Release Date: October 18, 2013

Where to Watch

I hate documentaries where the investigator becomes a character. Dirty Wars commits a common cinematic sin: casting a white male protagonist to tell a story about victims who are not white males so the audience will sympathize with the topic. Dirty Wars feels like an eighty-seven minute humble brag about how awesome Jeremy Scahill is for not being deterred in the face of danger and veiled threats from not so shadowy government officials.
Dirty Wars feels more like a fictional thriller than a documentary, which detracts from the grave nature and validity of Dirty Wars’ allegations. Unfortunately if Dirty Wars wanted to mimic a genre, it should have mimicked found footage movies, which mimic documentaries, which is what Dirty Wars is supposed to be, by showing instead of telling us about Scahill receiving mysterious late night calls or getting envelopes dropped at his doorstep thus building tension and validating his paranoia. I’m assuming that Dirty Wars did not show that because the documentary is a reenactment of his investigation, not a visual diary of it, and the book, Dirty Wars: The World Is a Battlefield, is hopefully less sensational though I have no interest in reading it.
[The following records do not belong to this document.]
mod connection;
mod endpoint;
mod message;
mod protocol;
mod stats;
mod sync;

pub use connection::{Connection, ConnectionError, ConnectionManager};
pub use endpoint::NetworkEndpoint;
pub use message::{
    ClientMessage, MAX_WIRE_SETS, PlayerSnapshot, ScoreSnapshot, ServerMessage, WireReader,
    WireWriter,
};
pub use protocol::{
    DEFAULT_PORT, DEFAULT_TICK_RATE, FRAME_HEADER_SIZE, FRAME_SIZE, Frame, MAX_PAYLOAD_SIZE,
    NETWORK_RECEIVE_MAX_ATTEMPTS, Packet, PacketError, PacketType,
};
pub use stats::NetworkStats;
pub use sync::SyncTracker;
//! Service-specific tests
//!
//! Each service has its own test file with dedicated fixtures and helpers.


/// Common test utilities for services
pub mod common {
    use chrono::{DateTime, TimeZone, Utc};
    use shared::{Dish, DishId, LastUsedUpdate, MenuBatch, MenuEntry, WeeklyMenu};

    pub fn at(year: i32, month: u32, day: u32) -> DateTime<Utc> {
        Utc.with_ymd_and_hms(year, month, day, 0, 0, 0).unwrap()
    }

    pub fn entree(id: &str, name: &str, ingredients: &[&str]) -> Dish {
        Dish::new(id, name, ["Entrée"], ingredients.iter().copied())
    }

    pub fn pantry() -> Vec<Dish> {
        vec![
            entree("dal", "Dal Tadka", &["lentil", "ghee", "cumin"]).with_last_used(at(2026, 9, 1)),
            entree("blt", "BLT", &["bacon", "lettuce", "tomato"]),
            Dish::new("brownie", "Brownie", ["Dessert"], ["cocoa", "butter"]),
        ]
    }

    /// Batch putting `ids` on the menu, all stamped with `when`
    pub fn batch_for(ids: &[&str], when: DateTime<Utc>) -> MenuBatch {
        let entries = ids
            .iter()
            .map(|id| MenuEntry {
                dish_id: DishId::new(*id),
                key: id.to_string(),
            })
            .collect();
        let last_used_updates = ids
            .iter()
            .map(|id| LastUsedUpdate {
                dish_id: DishId::new(*id),
                last_used: when,
            })
            .collect();
        MenuBatch {
            menu: WeeklyMenu {
                entries,
                committed_at: when,
            },
            last_used_updates,
        }
    }
}
//! JSON recipe-book file acting as both corpus source and menu store
//!
//! The book is one JSON document:
//!
//! ```json
//! {
//!   "dishes": [
//!     { "id": "dal", "name": "Dal Tadka", "tags": ["Entrée"],
//!       "ingredients": ["lentil", {"ingredient": "ghee", "quantity": "2"}],
//!       "last_used": "2026-09-01T00:00:00Z" }
//!   ],
//!   "weekly_menu": null
//! }
//! ```
//!
//! Batches are applied to an in-memory copy of the document, written to a
//! uniquely named temp file in the same directory and persisted over the book,
//! so readers only ever see the old document or the fully updated one. The
//! read-modify-write of a batch runs under an exclusive lock on
//! `<book>.lock`; a whole rotation run can additionally hold `<book>.run.lock`
//! to keep other processes off the same book.

use async_trait::async_trait;
use fs2::FileExt;
use serde::{Deserialize, Serialize};
use shared::{Dish, MenuBatch, RawDish, WeeklyMenu};
use std::collections::HashMap;
use std::fs::{File, OpenOptions};
use std::io::{BufWriter, Write};
use std::path::{Path, PathBuf};
use tempfile::NamedTempFile;
use tokio::fs;

use super::is_eligible;
use crate::error::{CommitError, RotationError, RotationResult};
use crate::traits::{CorpusSource, MenuStore};

const COMMIT_LOCK_SUFFIX: &str = ".lock";
const RUN_LOCK_SUFFIX: &str = ".run.lock";

/// On-disk layout of the recipe book
#[derive(Debug, Clone, Default, Serialize, Deserialize)]
pub struct RecipeBookDocument {
    #[serde(default)]
    pub dishes: Vec<RawDish>,
    #[serde(default)]
    pub weekly_menu: Option<WeeklyMenu>,
    #[serde(flatten)]
    pub extra: serde_json::Map<String, serde_json::Value>,
}

/// Recipe book stored at a single path
pub struct JsonRecipeBook {
    path: PathBuf,
}

impl JsonRecipeBook {
    pub fn new(path: impl Into<PathBuf>) -> Self {
        Self { path: path.into() }
    }

    pub fn path(&self) -> &Path {
        &self.path
    }

    /// Write a fresh book containing `dishes` and no menu
    pub async fn create(path: impl Into<PathBuf>, dishes: &[Dish]) -> RotationResult<Self> {
        let book = Self::new(path);
        let document = RecipeBookDocument {
            dishes: dishes.iter().map(to_raw).collect(),
            ..Default::default()
        };
        book.replace(document).await?;
        Ok(book)
    }

    pub async fn read_document(&self) -> RotationResult<RecipeBookDocument> {
        let content = fs::read_to_string(&self.path).await?;
        Ok(serde_json::from_str(&content)?)
    }

    /// Every dish in the book, validated at the ingestion boundary
    pub async fn dishes(&self) -> RotationResult<Vec<Dish>> {
        let document = self.read_document().await?;
        let mut dishes = Vec::with_capacity(document.dishes.len());
        for raw in document.dishes {
            dishes.push(Dish::try_from(raw)?);
        }
        Ok(dishes)
    }

    /// Claim the book for one rotation run, failing fast if another holds it
    pub fn try_lock_run(&self) -> RotationResult<BookLock> {
        let path = sibling(&self.path, RUN_LOCK_SUFFIX);
        let file = open_lock_file(&path)?;
        match file.try_lock_exclusive() {
            Ok(()) => Ok(BookLock { file, path }),
            Err(e) if e.kind() == fs2::lock_contended_error().kind() => Err(RotationError::RunInProgress {
                scope: self.path.display().to_string(),
            }),
            Err(e) => Err(e.into()),
        }
    }

    async fn replace(&self, document: RecipeBookDocument) -> RotationResult<()> {
        let path = self.path.clone();
        tokio::task::spawn_blocking(move || persist_document(&path, &document))
            .await
            .map_err(std::io::Error::from)?
    }
}

/// Exclusive advisory lock on a recipe book; released on drop
#[derive(Debug)]
pub struct BookLock {
    file: File,
    path: PathBuf,
}

impl BookLock {
    pub fn path(&self) -> &Path {
        &self.path
    }
}

impl Drop for BookLock {
    fn drop(&mut self) {
        let _ = self.file.unlock();
    }
}

#[async_trait]
impl CorpusSource for JsonRecipeBook {
    async fn fetch_eligible_dishes(&self, filter_tag: &str) -> RotationResult<Vec<Dish>> {
        let dishes = self
            .dishes()
            .await
            .map_err(|e| RotationError::corpus(format!("{}: {e}", self.path.display())))?;
        Ok(dishes.into_iter().filter(|dish| is_eligible(dish, filter_tag)).collect())
    }
}

#[async_trait]
impl MenuStore for JsonRecipeBook {
    async fn load_menu(&self) -> RotationResult<Option<WeeklyMenu>> {
        Ok(self.read_document().await?.weekly_menu)
    }

    async fn write_batch(&self, batch: MenuBatch) -> Result<(), CommitError> {
        let path = self.path.clone();
        tokio::task::spawn_blocking(move || apply_batch(&path, batch))
            .await
            .map_err(|e| CommitError::new(format!("commit task failed: {e}")))?
    }
}

/// Read, update and replace the book while holding its commit lock
fn apply_batch(path: &Path, batch: MenuBatch) -> Result<(), CommitError> {
    let lock_path = sibling(path, COMMIT_LOCK_SUFFIX);
    let lock = open_lock_file(&lock_path)
        .and_then(|file| file.lock_exclusive().map(|()| file))
        .map_err(|e| CommitError::new(format!("locking {}: {e}", lock_path.display())))?;

    let mut document =
        read_document_blocking(path).map_err(|e| CommitError::new(format!("reading {}: {e}", path.display())))?;

    let positions: HashMap<String, usize> = document
        .dishes
        .iter()
        .enumerate()
        .filter_map(|(index, raw)| raw.id.as_ref().map(|id| (id.trim().to_string(), index)))
        .collect();

    for update in &batch.last_used_updates {
        let index = positions
            .get(update.dish_id.as_str())
            .copied()
            .ok_or_else(|| CommitError::new(format!("unknown dish {}", update.dish_id)))?;
        document.dishes[index].last_used = Some(update.last_used);
    }
    document.weekly_menu = Some(batch.menu);

    // Only the copy was touched so far; persisting the temp file is the commit point
    let result = persist_document(path, &document)
        .map_err(|e| CommitError::new(format!("writing {}: {e}", path.display())));
    let _ = lock.unlock();
    result
}

fn read_document_blocking(path: &Path) -> RotationResult<RecipeBookDocument> {
    let content = std::fs::read_to_string(path)?;
    Ok(serde_json::from_str(&content)?)
}

fn persist_document(path: &Path, document: &RecipeBookDocument) -> RotationResult<()> {
    let parent = match path.parent() {
        Some(parent) if !parent.as_os_str().is_empty() => parent,
        _ => Path::new("."),
    };

    let temp_file = NamedTempFile::new_in(parent)?;
    let mut writer = BufWriter::new(temp_file.as_file());
    serde_json::to_writer_pretty(&mut writer, document)?;
    writer.flush()?;
    drop(writer);
    temp_file.as_file().sync_all()?;
    temp_file.persist(path).map_err(|e| e.error)?;
    Ok(())
}

fn sibling(path: &Path, suffix: &str) -> PathBuf {
    let mut name = path
        .file_name()
        .map(|name| name.to_os_string())
        .unwrap_or_else(|| "recipe-book.json".into());
    name.push(suffix);
    path.with_file_name(name)
}

fn open_lock_file(path: &Path) -> std::io::Result<File> {
    OpenOptions::new().read(true).write(true).create(true).truncate(false).open(path)
}

fn to_raw(dish: &Dish) -> RawDish {
    RawDish {
        id: Some(dish.id.to_string()),
        name: Some(dish.name.clone()),
        tags: Some(dish.tags.iter().cloned().collect()),
        ingredients: Some(
            dish.ingredients
                .iter()
                .cloned()
                .map(shared::RawIngredient::Name)
                .collect(),
        ),
        last_used: dish.last_used,
        extra: serde_json::Map::new(),
    }
}
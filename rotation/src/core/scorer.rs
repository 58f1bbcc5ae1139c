//! Diversity scoring
//!
//! Scores a candidate dish against the dishes already picked for this menu.
//! Lower is better: overlap with the menu raises the score, staleness lowers it.
//!
//! ```text
//! score = ingredient_overlap * Wi + tag_overlap * Wt - recency * Wr
//! ```
//!
//! Every component lies in [0, 1]. Overlap is measured on distinctive
//! ingredients only (see [`IngredientNormalizer`]).

use chrono::{DateTime, Utc};
use serde::{Deserialize, Serialize};
use shared::Dish;
use std::collections::BTreeSet;

use super::normalizer::IngredientNormalizer;
use crate::error::{RotationError, RotationResult};

/// Days after which a dish counts as fully stale
pub const DEFAULT_RECENCY_HORIZON_DAYS: f64 = 30.0;

const MILLIS_PER_DAY: f64 = 86_400_000.0;

/// Weights of the three score components
#[derive(Debug, Clone, Copy, PartialEq, Serialize, Deserialize)]
pub struct ScoringWeights {
    pub ingredient: f64,
    pub tag: f64,
    pub recency: f64,
}

impl ScoringWeights {
    pub fn new(ingredient: f64, tag: f64, recency: f64) -> RotationResult<Self> {
        let weights = Self { ingredient, tag, recency };
        weights.validate()?;
        Ok(weights)
    }

    pub fn validate(&self) -> RotationResult<()> {
        for (name, value) in [
            ("ingredient_weight", self.ingredient),
            ("tag_weight", self.tag),
            ("recency_weight", self.recency),
        ] {
            if !value.is_finite() || value < 0.0 {
                return Err(RotationError::config(format!(
                    "{name} must be a finite non-negative number, got {value}"
                )));
            }
        }
        Ok(())
    }
}

impl Default for ScoringWeights {
    fn default() -> Self {
        Self {
            ingredient: 0.5,
            tag: 0.3,
            recency: 0.2,
        }
    }
}

/// Per-component view of one score, for logging and tests
#[derive(Debug, Clone, Copy, PartialEq, Serialize)]
pub struct ScoreBreakdown {
    pub ingredient_overlap: f64,
    pub tag_overlap: f64,
    pub recency: f64,
    pub total: f64,
}

/// Union of distinctive ingredients and tags over the dishes picked so far
#[derive(Debug, Clone, Default, PartialEq, Eq)]
pub struct PickedProfile {
    ingredients: BTreeSet<String>,
    tags: BTreeSet<String>,
}

impl PickedProfile {
    pub fn from_dishes(normalizer: &IngredientNormalizer, picked: &[Dish]) -> Self {
        let mut profile = Self::default();
        for dish in picked {
            profile.absorb(&normalizer.normalize(&dish.ingredients), &dish.tags);
        }
        profile
    }

    pub fn absorb(&mut self, distinctive_ingredients: &BTreeSet<String>, tags: &BTreeSet<String>) {
        self.ingredients.extend(distinctive_ingredients.iter().cloned());
        self.tags.extend(tags.iter().cloned());
    }

    pub fn ingredients(&self) -> &BTreeSet<String> {
        &self.ingredients
    }

    pub fn tags(&self) -> &BTreeSet<String> {
        &self.tags
    }
}

/// Pure scoring function over a candidate, the current menu and a reference time
#[derive(Debug, Clone)]
pub struct DiversityScorer {
    weights: ScoringWeights,
    normalizer: IngredientNormalizer,
    recency_horizon_days: f64,
}

impl DiversityScorer {
    pub fn new(weights: ScoringWeights, normalizer: IngredientNormalizer) -> Self {
        Self {
            weights,
            normalizer,
            recency_horizon_days: DEFAULT_RECENCY_HORIZON_DAYS,
        }
    }

    pub fn with_recency_horizon(mut self, days: f64) -> Self {
        self.recency_horizon_days = days;
        self
    }

    pub fn weights(&self) -> &ScoringWeights {
        &self.weights
    }

    pub fn normalizer(&self) -> &IngredientNormalizer {
        &self.normalizer
    }

    /// Score `candidate` against `picked`; lower means more desirable
    pub fn score(&self, candidate: &Dish, picked: &[Dish], reference_time: DateTime<Utc>) -> f64 {
        self.breakdown(candidate, picked, reference_time).total
    }

    pub fn breakdown(&self, candidate: &Dish, picked: &[Dish], reference_time: DateTime<Utc>) -> ScoreBreakdown {
        let profile = PickedProfile::from_dishes(&self.normalizer, picked);
        let distinctive = self.normalizer.normalize(&candidate.ingredients);
        self.breakdown_against(&distinctive, candidate, &profile, reference_time)
    }

    /// Score with the candidate's distinctive ingredients and the menu profile
    /// already computed; the selector uses this to avoid re-normalizing every round.
    pub fn breakdown_against(
        &self,
        distinctive: &BTreeSet<String>,
        candidate: &Dish,
        profile: &PickedProfile,
        reference_time: DateTime<Utc>,
    ) -> ScoreBreakdown {
        let ingredient_overlap = overlap_ratio(distinctive, profile.ingredients());
        let tag_overlap = overlap_ratio(&candidate.tags, profile.tags());
        let recency = self.recency_score(candidate.last_used, reference_time);

        let total = ingredient_overlap * self.weights.ingredient + tag_overlap * self.weights.tag
            - recency * self.weights.recency;

        ScoreBreakdown {
            ingredient_overlap,
            tag_overlap,
            recency,
            total,
        }
    }

    /// `min(days_since / horizon, 1)`; never used saturates at 1, future dates give 0
    pub fn recency_score(&self, last_used: Option<DateTime<Utc>>, reference_time: DateTime<Utc>) -> f64 {
        let Some(last_used) = last_used else {
            return 1.0;
        };
        let days_since = (reference_time - last_used).num_milliseconds() as f64 / MILLIS_PER_DAY;
        (days_since.max(0.0) / self.recency_horizon_days).min(1.0)
    }
}

/// Fraction of `candidate` already present in `seen`; an empty candidate overlaps nothing
fn overlap_ratio(candidate: &BTreeSet<String>, seen: &BTreeSet<String>) -> f64 {
    if candidate.is_empty() {
        return 0.0;
    }
    let shared = candidate.intersection(seen).count();
    shared as f64 / candidate.len() as f64
}

#[cfg(test)]
mod tests {
    use super::*;
    use chrono::{Duration, TimeZone};

    fn reference() -> DateTime<Utc> {
        Utc.with_ymd_and_hms(2026, 10, 19, 0, 0, 0).unwrap()
    }

    fn scorer() -> DiversityScorer {
        DiversityScorer::new(ScoringWeights::default(), IngredientNormalizer::new())
    }

    fn approx(a: f64, b: f64) -> bool {
        (a - b).abs() < 1e-9
    }

    #[test]
    fn test_novel_candidate_against_empty_menu() {
        let candidate = Dish::new("c", "Mapo Tofu", ["stir-fry"], ["tofu", "noodle"]);
        let breakdown = scorer().breakdown(&candidate, &[], reference());

        assert_eq!(breakdown.ingredient_overlap, 0.0);
        assert_eq!(breakdown.tag_overlap, 0.0);
        assert_eq!(breakdown.recency, 1.0);
        assert!(approx(breakdown.total, -0.2));
    }

    #[test]
    fn test_partial_overlap() {
        let picked = vec![Dish::new("a", "Dal", ["curry"], ["rice", "lentil"]).with_last_used(reference())];
        let candidate = Dish::new("b", "Butter Naan Thali", ["curry", "bread"], ["rice", "naan"])
            .with_last_used(reference() - Duration::days(15));

        let breakdown = scorer().breakdown(&candidate, &picked, reference());
        assert!(approx(breakdown.ingredient_overlap, 0.5));
        assert!(approx(breakdown.tag_overlap, 0.5));
        assert!(approx(breakdown.recency, 0.5));
        assert!(approx(breakdown.total, 0.25 + 0.15 - 0.1));
    }

    #[test]
    fn test_common_ingredients_do_not_count_as_overlap() {
        let picked = vec![Dish::new("a", "Soup", ["soup"], ["garlic", "onion", "carrot"])];
        let candidate = Dish::new("b", "Stew", ["stew"], ["Garlic", "red onion", "beef"]);

        let breakdown = scorer().breakdown(&candidate, &picked, reference());
        assert_eq!(breakdown.ingredient_overlap, 0.0);
    }

    #[test]
    fn test_candidate_with_only_staples_has_zero_overlap() {
        let picked = vec![Dish::new("a", "Soup", ["soup"], ["salt", "water"])];
        let candidate = Dish::new("b", "Broth", ["soup"], ["salt", "water"]);

        let breakdown = scorer().breakdown(&candidate, &picked, reference());
        assert_eq!(breakdown.ingredient_overlap, 0.0);
        assert_eq!(breakdown.tag_overlap, 1.0);
    }

    #[test]
    fn test_recency_saturates_and_clamps() {
        let scorer = scorer();
        let now = reference();

        assert_eq!(scorer.recency_score(None, now), 1.0);
        assert_eq!(scorer.recency_score(Some(now - Duration::days(90)), now), 1.0);
        assert!(approx(scorer.recency_score(Some(now - Duration::days(3)), now), 0.1));
        assert_eq!(scorer.recency_score(Some(now), now), 0.0);
        assert_eq!(scorer.recency_score(Some(now + Duration::days(2)), now), 0.0);
    }

    #[test]
    fn test_custom_recency_horizon() {
        let scorer = scorer().with_recency_horizon(7.0);
        let now = reference();

        assert!(approx(scorer.recency_score(Some(now - Duration::days(7)), now), 1.0));
        assert!(approx(scorer.recency_score(Some(now - Duration::hours(84)), now), 0.5));
    }

    #[test]
    fn test_score_is_pure() {
        let scorer = scorer();
        let picked = vec![Dish::new("a", "Dal", ["curry"], ["rice", "lentil"])];
        let candidate = Dish::new("b", "Biryani", ["curry"], ["rice", "chicken"]);

        let first = scorer.score(&candidate, &picked, reference());
        let second = scorer.score(&candidate, &picked, reference());
        assert_eq!(first, second);
    }

    #[test]
    fn test_profile_matches_incremental_absorb() {
        let normalizer = IngredientNormalizer::new();
        let picked = vec![
            Dish::new("a", "Dal", ["curry"], ["rice", "lentil", "salt"]),
            Dish::new("b", "Club", ["sandwich"], ["bread", "cheese"]),
        ];

        let mut incremental = PickedProfile::default();
        for dish in &picked {
            incremental.absorb(&normalizer.normalize(&dish.ingredients), &dish.tags);
        }

        let profile = PickedProfile::from_dishes(&normalizer, &picked);
        assert_eq!(profile, incremental);
        assert_eq!(profile.ingredients().len(), 4);
        assert_eq!(profile.tags().len(), 2);
    }

    #[test]
    fn test_weights_validation() {
        assert!(ScoringWeights::new(0.4, 0.4, 0.2).is_ok());
        assert!(ScoringWeights::new(-0.1, 0.3, 0.2).is_err());
        assert!(ScoringWeights::new(0.5, f64::NAN, 0.2).is_err());
        assert!(ScoringWeights::new(0.5, 0.3, f64::INFINITY).is_err());
    }
}
//! Rotation-specific error types

use shared::SharedError;
use thiserror::Error;

/// The atomic menu write failed; nothing was persisted
///
/// Stores return this verbatim and the scheduler hands it to the caller
/// unchanged. Retrying is the caller's decision.
#[derive(Error, Debug, Clone, PartialEq, Eq)]
#[error("Menu commit failed: {message}")]
pub struct CommitError {
    pub message: String,
}

impl CommitError {
    pub fn new(message: impl Into<String>) -> Self {
        Self { message: message.into() }
    }
}

#[derive(Error, Debug)]
pub enum RotationError {
    #[error("No eligible dishes in corpus scope '{scope}'")]
    EmptyCorpus { scope: String },

    #[error("Only {available} eligible dishes for a menu of {requested}")]
    InsufficientCorpus { available: usize, requested: usize },

    #[error(transparent)]
    Commit(#[from] CommitError),

    #[error("A rotation run is already in progress for scope '{scope}'")]
    RunInProgress { scope: String },

    #[error("Rotation run {run_id} cancelled before commit")]
    Cancelled { run_id: String },

    #[error("Duplicate dish in corpus: {key}")]
    DuplicateDish { key: String },

    #[error("Corpus fetch failed: {message}")]
    CorpusError { message: String },

    #[error("Configuration error: {field}")]
    ConfigurationError { field: String },

    #[error("Shared component error: {0}")]
    SharedError(#[from] SharedError),

    #[error("I/O error: {0}")]
    IoError(#[from] std::io::Error),

    #[error("JSON serialization error: {0}")]
    JsonError(#[from] serde_json::Error),
}

impl RotationError {
    pub fn config(field: impl Into<String>) -> Self {
        Self::ConfigurationError { field: field.into() }
    }

    pub fn corpus(message: impl Into<String>) -> Self {
        Self::CorpusError { message: message.into() }
    }
}

pub type RotationResult<T> = Result<T, RotationError>;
If you scrape away Dirty Wars’ wretched narrative conceits, the documentary exposes how the Joint Special Operations Command (JSOC) operate throughout the world killing with the President’s authorization and little to no accountability or transparency when JSOC kills innocent people. What was most chilling about Dirty Wars: how the US tries to cast innocent victims, some of whom were US allies, including a police chief and a couple of his pregnant family members, as terrorists then secretly apologize using local customs such as sacrificing a goat. Dirty Wars shows how such covert actions radicalize people who could be our allies and becomes a self-fulfilling prophecy of a growing terrorist threat. I hope that other documentaries do a better job of telling the story because it would be a shame if Dirty Wars’ message got lost in its format.